Tippett child CHSA5341

Sir Michael Tippett (1905-1998)
A Child of Our Time (1939-41)
Pumeza Matshikiza (soprano); Dame Sarah Connolly (mezzo-soprano); Joshua Stewart (tenor); Ashley Riches (bass-baritone)
BBC Symphony Orchestra & Chorus/Sir Andrew Davis
rec. 2023, Phoenix Concert Hall, Fairfield Halls, Croydon, UK
Text included
Chandos CHSA5341 SACD [64]

I was lucky enough to see Andrew Davis conduct several times in his final decades, but it wasn’t in London, Chicago, or one of the other cities so closely associate with him: it was in Edinburgh. Towards the end of his life he developed a very close working relationship with the Royal Scottish National Orchestra and, by extension, with the Edinburgh Festival. I heard him in the Usher Hall conducting the RSNO in symphonies, oratorios, operas and more, and his visits became highlights of the year. Several times he was entrusted with the honour of closing the Edinburgh International Festival, and I’ll never forget a Walküre and Götterdämmerung that Davis and the RSNO did as part of an EIF complete Ring cycle.

As it happens, the very last concert I heard him conduct was A Child of Our Time in the 2023 Festival, with the RSNO and Dame Sarah Connolly, who also features on this disc. Tippett’s oratorio isn’t a work for which I have an enormous amount of affection – where others find universal spiritual insights and humane empathy, I find a clumsy level of cut-and-paste and an undue amount of taking his time – but I found Davis’ reading more moving than any I’ve heard in this piece before, and this recording serves both as a confirmation of that memory and a fitting memorial to the man.

In fact, Davis is both the guiding star and the prime mover of this Chandos recording. His understanding of the work’s overall scope surpasses even that of Tippett in his own recording, rendering superfluous most of my usual concerns about the work’s structure and shape. He has a clear line of vision that runs through all three parts of the piece and brings both narrative arc and dramatic purpose to it. That works for both the action and the music. Connections appear that might elude other conductors, and the whole structure appears to make more sense: things cohere so that the drama of Part 2 becomes more convincing than I’ve heard on any other recording, and the piece as a whole become more than just waiting for the next spiritual (something of which the composer’s own recording is often guilty).
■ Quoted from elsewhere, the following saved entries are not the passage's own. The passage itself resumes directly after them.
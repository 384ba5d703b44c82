//! Error types for the bonehealth pipeline

use thiserror::Error;

/// Result type alias for pipeline operations
pub type Result<T> = std::result::Result<T, RiskError>;

/// Main error type for the risk-prediction pipeline
#[derive(Error, Debug)]
pub enum RiskError {
    #[error("Data unavailable: {0}")]
    DataUnavailable(String),

    #[error("Data error: {0}")]
    DataError(String),

    #[error("input columns do not match training columns after reindexing")]
    SchemaMismatch {
        input_columns: Vec<String>,
        training_columns: Vec<String>,
    },

    #[error("SHAP shape mismatch: shap_arr={contributions_len}, columns={column_count}")]
    AttributionShapeMismatch {
        contributions_len: usize,
        column_count: usize,
        columns: Vec<String>,
        contributions: Vec<f64>,
    },

    #[error("Invalid shape: expected {expected}, got {actual}")]
    ShapeError { expected: String, actual: String },

    #[error("Training error: {0}")]
    TrainingError(String),

    #[error("Model not fitted")]
    ModelNotFitted,

    #[error("Validation error: {0}")]
    ValidationError(String),

    #[error("IO error: {0}")]
    IoError(#[from] std::io::Error),

    #[error("Serialization error: {0}")]
    SerializationError(String),
}

impl From<polars::error::PolarsError> for RiskError {
    fn from(err: polars::error::PolarsError) -> Self {
        RiskError::DataError(err.to_string())
    }
}

impl From<serde_json::Error> for RiskError {
    fn from(err: serde_json::Error) -> Self {
        RiskError::SerializationError(err.to_string())
    }
}

impl From<ndarray::ShapeError> for RiskError {
    fn from(err: ndarray::ShapeError) -> Self {
        RiskError::ShapeError {
            expected: "valid shape".to_string(),
            actual: err.to_string(),
        }
    }
}

#[cfg(test)]
mod tests {
    use super::*;

    #[test]
    fn test_error_display() {
        let err = RiskError::DataUnavailable("dataset is empty".to_string());
        assert_eq!(err.to_string(), "Data unavailable: dataset is empty");
    }

    #[test]
    fn test_error_from_io() {
        let io_err = std::io::Error::new(std::io::ErrorKind::NotFound, "file not found");
        let err: RiskError = io_err.into();
        assert!(matches!(err, RiskError::IoError(_)));
    }

    #[test]
    fn test_shape_mismatch_display() {
        let err = RiskError::AttributionShapeMismatch {
            contributions_len: 8,
            column_count: 4,
            columns: vec![],
            contributions: vec![],
        };
        assert!(err.to_string().contains("shap_arr=8"));
    }
}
Davis also manages to get his musicians to buy into this so that it feels very much like a team effort where everyone is pulling in the same direction. The chorus, for example, are clearly thrilled to be a part of Davis’ vision, if the way they act (as well as sing) is anything to go by. Their angry interjections cut through with dramatic edge and desperate power, but in the spirituals they can find touches of warmth and spiritual consolation that elude other choirs. The orchestral sound is beautifully put together, too, stabs of pain from the brass balanced by gentle, gorgeous softness from the strings, and there is a perceptible turning towards the light at the end of Part 3, which shows orchestra and conductor walking in perfect lockstep.

The soloists are excellent, too, both as individuals and as a team. Finest of them is soprano Pumeza Matshikiza, a huge voice, all honey and cream, but used with terrific sensitivity to evoke sympathy with suffering. Her interplay with the chorus during the spirituals is both sensual and profound.  Sarah Connolly is very moving as the aunt, and bass Ashley Riches uses his voice to act as a cross between Old Testament prophet and universal watchman. Tenor Joshua Stewart is disarmingly moving when he first sings in Part 1, and he plays the child in Part 2 with a touching sense of doomed fatalism. 

The Chandos recording is first rate, too, the sound of Fairfield Halls providing a warm, sympathetic shell for the piece’s varying sound worlds. The booklet contains the full texts (in English only) and a very perceptive essay by Mervyn Cooke.

I’m still not completely sold on it as a work of art: much of it still strikes me as high-minded mumbo jumbo with rather too high an opinion of itself, particularly in Part 3. I appreciate I’m in a minority on that front, though, and even I’m prepared to admit that this is the most convincing recording of it I’ve heard to date. And for that it’s Davis, more than Tippett, that we have to thank.